President Donald Trump has directed the Pentagon to create a "space force" as a new, sixth military branch to oversee missions and operations in the space domain.
"We must have American dominance in space," Trump said during a speech at the National Space Council meeting, held at the White House on June 18, 2018. "I'm hereby directing the Department of Defense to immediately begin the process to establish a space force as the sixth branch of the armed forces."
"We are going to have the Air Force, and we are going to have the space force," Trump said. "Separate, but equal. It is going to be something so important."
Trump then directed Gen. Joseph Dunford, the chairman of the Joint Chiefs, to "carry that assignment out."
"Let's go get it, General," he added to Dunford, who was at the council meeting.
Gen. Joseph Dunford
The Air Force did not immediately have a statement in response to the announcement, and directed all questions to the office of the secretary of defense.

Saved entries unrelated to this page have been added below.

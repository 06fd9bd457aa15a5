//! Tree-sitter chunking for languages with a bundled grammar.
//!
//! Each language carries a static [`LanguageSpec`]: the node kinds that count
//! as definitions, how to read a definition's name, and whether decorators
//! are folded into the chunk. The walk visits every node, so nested
//! definitions (methods inside classes) produce their own chunks.

use std::cell::RefCell;
use std::collections::hash_map::Entry;
use std::collections::HashMap;

use tracing::{debug, error};
use tree_sitter::{Language, Node, Parser, Tree};

use super::{line_count, ChunkMetadata, ChunkType, Chunker, ChunkerError, ParagraphChunker, RawChunk};

/// Languages the structural chunker has grammars for.
#[derive(Debug, Clone, Copy, PartialEq, Eq, Hash)]
pub enum AstLanguage {
    Python,
    JavaScript,
    TypeScript,
    Tsx,
    Go,
    Rust,
}

#[derive(Debug, Clone, Copy)]
enum NameRule {
    Python,
    Script,
    Go,
    Rust,
}

#[derive(Debug, Clone, Copy, PartialEq, Eq)]
enum DecoratorRule {
    None,
    /// Start the chunk at a wrapping `decorated_definition`, so every
    /// stacked decorator is part of it.
    DecoratedDefinition,
}

struct LanguageSpec {
    definitions: &'static [&'static str],
    name: NameRule,
    decorators: DecoratorRule,
}

const PYTHON: LanguageSpec = LanguageSpec {
    definitions: &["function_definition", "class_definition"],
    name: NameRule::Python,
    decorators: DecoratorRule::DecoratedDefinition,
};

const JAVASCRIPT: LanguageSpec = LanguageSpec {
    definitions: &[
        "function_declaration",
        "generator_function_declaration",
        "class_declaration",
        "method_definition",
        "variable_declarator",
    ],
    name: NameRule::Script,
    decorators: DecoratorRule::None,
};

const TYPESCRIPT: LanguageSpec = LanguageSpec {
    definitions: &[
        "function_declaration",
        "generator_function_declaration",
        "class_declaration",
        "method_definition",
        "interface_declaration",
        "type_alias_declaration",
        "variable_declarator",
        "abstract_class_declaration",
    ],
    name: NameRule::Script,
    decorators: DecoratorRule::None,
};

const GO: LanguageSpec = LanguageSpec {
    definitions: &["function_declaration", "method_declaration", "type_spec"],
    name: NameRule::Go,
    decorators: DecoratorRule::None,
};

const RUST: LanguageSpec = LanguageSpec {
    definitions: &["function_item", "struct_item", "enum_item", "type_item", "trait_item"],
    name: NameRule::Rust,
    decorators: DecoratorRule::None,
};

impl AstLanguage {
    /// Resolve a detected language tag to a grammar. `.tsx` files get the
    /// TSX dialect of the TypeScript grammar.
    pub fn for_path(language: &str, path: &str) -> Option<Self> {
        match language {
            "python" => Some(Self::Python),
            "javascript" => Some(Self::JavaScript),
            "typescript" if path.to_ascii_lowercase().ends_with(".tsx") => Some(Self::Tsx),
            "typescript" => Some(Self::TypeScript),
            "go" => Some(Self::Go),
            "rust" => Some(Self::Rust),
            _ => None,
        }
    }

    pub fn name(&self) -> &'static str {
        match self {
            Self::Python => "python",
            Self::JavaScript => "javascript",
            Self::TypeScript | Self::Tsx => "typescript",
            Self::Go => "go",
            Self::Rust => "rust",
        }
    }

    fn grammar(&self) -> Language {
        match self {
            Self::Python => tree_sitter_python::LANGUAGE.into(),
            Self::JavaScript => tree_sitter_javascript::LANGUAGE.into(),
            Self::TypeScript => tree_sitter_typescript::LANGUAGE_TYPESCRIPT.into(),
            Self::Tsx => tree_sitter_typescript::LANGUAGE_TSX.into(),
            Self::Go => tree_sitter_go::LANGUAGE.into(),
            Self::Rust => tree_sitter_rust::LANGUAGE.into(),
        }
    }

    fn spec(&self) -> &'static LanguageSpec {
        match self {
            Self::Python => &PYTHON,
            Self::JavaScript => &JAVASCRIPT,
            Self::TypeScript | Self::Tsx => &TYPESCRIPT,
            Self::Go => &GO,
            Self::Rust => &RUST,
        }
    }
}

thread_local! {
    // Parsers are not Sync; each worker thread initialises one per grammar.
    static PARSERS: RefCell<HashMap<AstLanguage, Parser>> = RefCell::new(HashMap::new());
}

fn parse(language: AstLanguage, content: &str) -> Result<Tree, ChunkerError> {
    PARSERS.with(|cell| {
        let mut parsers = cell.borrow_mut();
        let parser = match parsers.entry(language) {
            Entry::Occupied(entry) => entry.into_mut(),
            Entry::Vacant(entry) => {
                let mut parser = Parser::new();
                parser
                    .set_language(&language.grammar())
                    .map_err(|e| ChunkerError::ParseError(e.to_string()))?;
                entry.insert(parser)
            }
        };

        parser.parse(content, None).ok_or_else(|| {
            ChunkerError::ParseError(format!("{} parser produced no tree", language.name()))
        })
    })
}

fn children<'t>(node: Node<'t>) -> Vec<Node<'t>> {
    let mut cursor = node.walk();
    node.children(&mut cursor).collect()
}

fn node_text<'a>(node: Node, content: &'a str) -> Option<&'a str> {
    content.get(node.byte_range())
}

fn child_text(node: Node, kinds: &[&str], content: &str) -> Option<String> {
    children(node)
        .into_iter()
        .find(|child| kinds.contains(&child.kind()))
        .and_then(|child| node_text(child, content))
        .map(String::from)
}

fn first_child_text(node: Node, kind: &str, content: &str) -> Option<String> {
    node.child(0)
        .filter(|child| child.kind() == kind)
        .and_then(|child| node_text(child, content))
        .map(String::from)
}

fn chunk_type_for(kind: &str) -> ChunkType {
    match kind {
        "function_definition"
        | "function_declaration"
        | "generator_function_declaration"
        | "method_definition"
        | "method_declaration"
        | "variable_declarator"
        | "function_item" => ChunkType::Function,
        "class_definition" | "class_declaration" | "abstract_class_declaration" => ChunkType::Class,
        "interface_declaration" | "trait_item" => ChunkType::Interface,
        "type_alias_declaration" | "type_spec" | "struct_item" | "enum_item" | "type_item" => {
            ChunkType::Type
        }
        _ => ChunkType::Block,
    }
}

/// Node kinds of a function value on the right of a declarator.
const FUNCTION_VALUES: &[&str] = &["arrow_function", "function_expression", "function", "generator_function"];

/// A declarator only counts as a definition when it initialises a closure.
fn holds_function_value(node: Node) -> bool {
    children(node).into_iter().any(|child| {
        FUNCTION_VALUES.contains(&child.kind())
            || children(child)
                .into_iter()
                .any(|grandchild| FUNCTION_VALUES.contains(&grandchild.kind()))
    })
}

/// Structural chunker for one language.
pub struct AstChunker {
    language: AstLanguage,
    fallback: ParagraphChunker,
}

impl AstChunker {
    pub fn new(language: AstLanguage, fallback: ParagraphChunker) -> Self {
        Self { language, fallback }
    }

    pub fn language(&self) -> AstLanguage {
        self.language
    }

    fn extract_definitions(&self, root: Node, content: &str) -> Vec<RawChunk> {
        let spec = self.language.spec();
        let mut chunks = Vec::new();

        // Pre-order walk with an explicit stack keeps deep trees off the call stack.
        let mut stack = vec![root];
        while let Some(node) = stack.pop() {
            if spec.definitions.contains(&node.kind()) {
                if let Some(chunk) = self.definition_chunk(node, content) {
                    chunks.push(chunk);
                }
            }
            stack.extend(children(node).into_iter().rev());
        }

        chunks
    }

    fn definition_chunk(&self, node: Node, content: &str) -> Option<RawChunk> {
        if node.kind() == "variable_declarator" && !holds_function_value(node) {
            return None;
        }

        // Text and line range both start at the outermost decorator, if any.
        let span = self.decorated_wrapper(node).unwrap_or(node);
        let text = node_text(span, content)?.to_string();
        let start_line = span.start_position().row + 1;
        let end_line = node.end_position().row + 1;
        let name = self.definition_name(node, content);
        let chunk_type = chunk_type_for(node.kind());

        Some((text, ChunkMetadata::new(start_line, end_line, chunk_type, name)))
    }

    fn definition_name(&self, node: Node, content: &str) -> Option<String> {
        match self.language.spec().name {
            NameRule::Python => child_text(node, &["identifier"], content).or_else(|| {
                children(node)
                    .into_iter()
                    .find_map(|child| child_text(child, &["identifier"], content))
            }),
            NameRule::Script => match node.kind() {
                "function_declaration"
                | "generator_function_declaration"
                | "class_declaration"
                | "abstract_class_declaration"
                | "method_definition" => child_text(
                    node,
                    &["identifier", "property_identifier", "type_identifier"],
                    content,
                ),
                "interface_declaration" | "type_alias_declaration" => {
                    child_text(node, &["type_identifier"], content)
                }
                "variable_declarator" => first_child_text(node, "identifier", content),
                _ => None,
            },
            NameRule::Go => match node.kind() {
                "function_declaration" => child_text(node, &["identifier"], content),
                "method_declaration" => child_text(node, &["field_identifier"], content),
                "type_spec" => first_child_text(node, "type_identifier", content),
                _ => None,
            },
            NameRule::Rust => match node.kind() {
                "function_item" => child_text(node, &["identifier"], content),
                _ => child_text(node, &["type_identifier"], content),
            },
        }
    }

    fn decorated_wrapper<'t>(&self, node: Node<'t>) -> Option<Node<'t>> {
        if self.language.spec().decorators != DecoratorRule::DecoratedDefinition {
            return None;
        }
        node.parent().filter(|p| p.kind() == "decorated_definition")
    }
}

impl Chunker for AstChunker {
    fn chunk(&self, content: &str, path: &str) -> Vec<RawChunk> {
        if content.trim().is_empty() {
            return Vec::new();
        }

        let tree = match parse(self.language, content) {
            Ok(tree) => tree,
            Err(e) => {
                error!(
                    "Tree-sitter parsing failed for {} ({}): {}. Using fallback chunker",
                    path,
                    self.language.name(),
                    e
                );
                return self.fallback.chunk(content, path);
            }
        };

        let root = tree.root_node();
        if root.has_error() {
            debug!(
                "Parse warnings in {} ({}), extracting definitions anyway",
                path,
                self.language.name()
            );
        }

        let chunks = self.extract_definitions(root, content);
        if chunks.is_empty() {
            debug!("No definitions found in {}, using single chunk", path);
            return vec![(content.to_string(), ChunkMetadata::whole_file(line_count(content)))];
        }

        debug!(
            "Extracted {} chunks from {} using tree-sitter ({})",
            chunks.len(),
            path,
            self.language.name()
        );
        chunks
    }
}
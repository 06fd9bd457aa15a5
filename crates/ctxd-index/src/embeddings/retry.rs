//! Bounded retry for fallible async operations.

use std::future::Future;
use std::time::Duration;

use tracing::warn;

/// How often and how patiently to retry.
#[derive(Debug, Clone, Copy, PartialEq, Eq)]
pub struct RetryPolicy {
    /// Total attempts including the first
    pub max_attempts: u32,
    /// Pause between attempts
    pub delay: Duration,
}

impl Default for RetryPolicy {
    fn default() -> Self {
        Self {
            max_attempts: 3,
            delay: Duration::from_millis(500),
        }
    }
}

/// Run `operation` until it succeeds, fails with an error `is_retryable`
/// rejects, or `max_attempts` is exhausted. The last error is returned.
pub async fn retry<T, E, F, Fut, P>(mut operation: F, policy: RetryPolicy, is_retryable: P) -> Result<T, E>
where
    F: FnMut() -> Fut,
    Fut: Future<Output = Result<T, E>>,
    P: Fn(&E) -> bool,
    E: std::fmt::Display,
{
    let max_attempts = policy.max_attempts.max(1);
    let mut attempt = 1;

    loop {
        match operation().await {
            Ok(value) => return Ok(value),
            Err(e) if attempt < max_attempts && is_retryable(&e) => {
                warn!("Attempt {}/{} failed: {}. Retrying...", attempt, max_attempts, e);
                tokio::time::sleep(policy.delay).await;
                attempt += 1;
            }
            Err(e) => return Err(e),
        }
    }
}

In March 2018, Trump first revealed he had an idea for a "space force," or separate military service for space.
The Pentagon, meanwhile, has been in a months-long debate over an additional branch.
Trump shared his vision for the force during a visit to troops at Marine Corps Air Station Miramar, California.
"Because we're doing a tremendous amount of work in space, maybe we need a new force," he said. "We'll call it the space force."
Trump's comments came a few months after discussions had wound down in the Pentagon about a separate military force for space.
Lawmakers have pushed the Air Force to stand up a branch for space within the service in hopes of taking adversarial threats in space more seriously.
Both Air Force Secretary Heather Wilson and Chief of Staff Gen. David Goldfein have been trying to discourage talk of a separate military branch, maintaining that the Air Force has the means and the personnel to meet current requirements for space.
"This [Air Force] budget accelerates our efforts to deter, defend and protect our ability to operate and win in space," Wilson told a House Appropriations Committee panel days after Trump's first announcement. "There are a number of different elements of this with respect to the space — the space portfolio."
Goldfein agreed with the secretary during the March hearing, and added there is no question space is a warfighting domain in need of better protection. The Air Force has overseen the domain since the mid-1950s.
"As a joint chief, I see that same responsibility as the lead joint chief for space operations is making sure that we have those capabilities that the joint team requires. And so, as the president stated openly, this is a warfighting domain," Goldfein said. "That is where we've been focused. And so I'm really looking forward to the conversation."
Gen. David Goldfein
In 2017, Rep. Mike Rogers, R-Alabama, and Rep. William "Mac" Thornberry, R-Texas, first created language in the fiscal 2018 National Defense Authorization Act which would have required the service to stand up a "U.S. Space Corps."
Soon after, Goldfein, Wilson and even Defense Secretary Jim Mattis publicly downplayed the idea, citing costliness and organizational challenges.
And while lawmakers ultimately removed language requiring such an overhaul of the Air Force's mission, they still required a study of a space force and also backed changes to the management of the space cadre.
Rogers and other key lawmakers believe it is still possible to stand up a "space corps" within three to five years, and have still chastised the Air Force for not creating something like it "yesterday."
"The situation we are in as a nation, the vulnerabilities we have to China and Russia, I'd like for the American public to know more, [but] I can't because I don't want to go to jail for leaking classified info. But we're in a really bad situation," Rogers said at a Center for Strategic and International Studies event in March 2018.
Rogers has looked to Trump for support on the new space mission.
"Looking forward to working with @realDonaldTrump on this initiative!" he tweeted March 14, 2018.